» **DATA SUPPLIED**
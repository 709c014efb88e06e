//! Startup orchestration.
//!
//! Turns a validated [`NetmgrConfig`] into a configured [`Manager`] and a
//! set of running listeners. Any listener that fails to start is fatal;
//! the ones already running are stopped before the error is returned.

use std::collections::HashMap;
use std::net::SocketAddr;
use std::path::Path;
use std::sync::Arc;

use crate::config::schema::{ListenerConfig, ListenerKind, NetmgrConfig};
use crate::error::NetError;
use crate::manager::Manager;
use crate::mem::WaterEvent;
use crate::net::{HttpEndpoints, Quota, RecvCb, Socket, TlsContext};
use crate::observability::MetricsSink;

#[derive(Debug, thiserror::Error)]
pub enum StartupError {
    #[error("network manager: {0}")]
    Manager(#[from] NetError),

    #[error("listeners[{index}] ({address}): {source}")]
    Listener {
        index: usize,
        address: String,
        source: NetError,
    },

    #[error("listeners[{index}]: {message}")]
    Config { index: usize, message: String },
}

/// Start a manager sized and tuned by `config`.
pub fn configure_manager(config: &NetmgrConfig) -> Result<Manager, StartupError> {
    let manager = Manager::new(config.worker_count())?;
    apply_settings(&manager, config);

    if config.observability.metrics_enabled {
        manager.set_stats(Arc::new(MetricsSink));
    }

    let memory = &config.memory;
    if memory.hi_water > 0 {
        manager
            .memctx()
            .setwater(memory.hi_water, memory.lo_water, |ctx, event| {
                match event {
                    WaterEvent::High => {
                        tracing::warn!(context = ctx.name(), inuse = ctx.inuse(), "Memory above high water mark")
                    }
                    WaterEvent::Low => {
                        tracing::info!(context = ctx.name(), inuse = ctx.inuse(), "Memory back below low water mark")
                    }
                }
                ctx.waterack(event);
            });
    }

    Ok(manager)
}

/// Push the tunable parts of `config` into a running manager.
pub fn apply_settings(manager: &Manager, config: &NetmgrConfig) {
    manager.set_timeouts(config.timeouts.to_timeouts());
    manager.set_net_buffers(config.buffers.to_net_buffers());
    manager.set_max_udp(config.max_udp);
    tracing::debug!(
        timeouts = ?manager.timeouts(),
        max_udp = config.max_udp,
        "Manager settings applied"
    );
}

/// Listeners started from a configuration, with the quotas they share.
#[derive(Debug, Default)]
pub struct Running {
    pub listeners: Vec<Socket>,
    quotas: HashMap<String, Quota>,
}

impl Running {
    pub fn quota(&self, name: &str) -> Option<&Quota> {
        self.quotas.get(name)
    }

    /// Update the limits of quotas that exist in both configurations.
    /// Added or removed quotas take effect on restart only.
    pub fn apply_quotas(&self, config: &NetmgrConfig) {
        for q in &config.quotas {
            match self.quotas.get(&q.name) {
                Some(quota) => {
                    quota.set_max(q.max);
                    quota.set_soft(q.soft);
                }
                None => tracing::warn!(quota = %q.name, "New quota ignored until restart"),
            }
        }
    }

    /// Stop every listener. Established connections run to completion.
    pub fn stop(&self) {
        for listener in &self.listeners {
            listener.stop_listening();
        }
    }
}

/// Start every listener in `config`, handing every message to `recv`.
///
/// Raw TCP and TLS connections start reading into `recv` as soon as they
/// are accepted; HTTP listeners serve `recv` on each configured endpoint.
pub fn start_listeners(
    manager: &Manager,
    config: &NetmgrConfig,
    recv: RecvCb,
) -> Result<Running, StartupError> {
    let mut running = Running {
        listeners: Vec::with_capacity(config.listeners.len()),
        quotas: config
            .quotas
            .iter()
            .map(|q| (q.name.clone(), Quota::with_soft(q.max, q.soft)))
            .collect(),
    };

    for (index, listener) in config.listeners.iter().enumerate() {
        match start_listener(manager, &running, index, listener, recv.clone()) {
            Ok(socket) => {
                tracing::info!(
                    kind = %socket.kind(),
                    address = %socket.local_addr(),
                    "Listener started"
                );
                running.listeners.push(socket);
            }
            Err(e) => {
                running.stop();
                return Err(e);
            }
        }
    }

    Ok(running)
}

fn start_listener(
    manager: &Manager,
    running: &Running,
    index: usize,
    listener: &ListenerConfig,
    recv: RecvCb,
) -> Result<Socket, StartupError> {
    let config_error = |message: String| StartupError::Config { index, message };
    let iface: SocketAddr = listener
        .address
        .parse()
        .map_err(|e| config_error(format!("invalid address {:?}: {e}", listener.address)))?;
    let quota = match &listener.quota {
        Some(name) => Some(
            running
                .quota(name)
                .cloned()
                .ok_or_else(|| config_error(format!("unknown quota {name:?}")))?,
        ),
        None => None,
    };
    let tls = match &listener.tls {
        Some(tls) => Some(
            TlsContext::server_from_files(Path::new(&tls.cert_path), Path::new(&tls.key_path))
                .map_err(|e| config_error(e.to_string()))?,
        ),
        None if listener.kind.needs_tls() => {
            return Err(config_error(format!("{:?} listener needs [tls]", listener.kind)))
        }
        None => None,
    };

    let backlog = listener.backlog;
    let started = match (listener.kind, tls.as_ref()) {
        (ListenerKind::Udp, _) => manager.listen_udp(iface, move |h, r| recv(h, r)),
        (ListenerKind::Tcp, _) => manager.listen_tcp(iface, read_into(recv), backlog, quota),
        (ListenerKind::Tls, Some(tls)) => {
            manager.listen_tls(iface, read_into(recv), backlog, quota, tls)
        }
        (ListenerKind::TcpDns, _) => {
            manager.listen_tcpdns(iface, move |h, r| recv(h, r), None, backlog, quota)
        }
        (ListenerKind::TlsDns, Some(tls)) => {
            manager.listen_tlsdns(iface, move |h, r| recv(h, r), None, backlog, quota, tls)
        }
        (ListenerKind::Http, tls) => {
            let endpoints = HttpEndpoints::new();
            for path in &listener.endpoints {
                endpoints
                    .add_with(path, recv.clone())
                    .map_err(|e| config_error(e.to_string()))?;
            }
            manager.listen_http(
                iface,
                backlog,
                quota,
                tls,
                &endpoints,
                listener.max_concurrent_streams,
            )
        }
        (ListenerKind::Tls | ListenerKind::TlsDns, None) => {
            return Err(config_error("missing TLS context".into()))
        }
    };

    started.map_err(|source| StartupError::Listener {
        index,
        address: listener.address.clone(),
        source,
    })
}

/// Accept callback that starts reading every new connection into `recv`.
fn read_into(recv: RecvCb) -> impl Fn(&crate::net::Handle) -> crate::Result<()> + Send + Sync + 'static {
    move |handle| {
        handle.read_with(recv.clone());
        Ok(())
    }
}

» **TRY IT**
Answer with a single number, the count of lines above that contain "configured".

» **ANSWER BOX**
2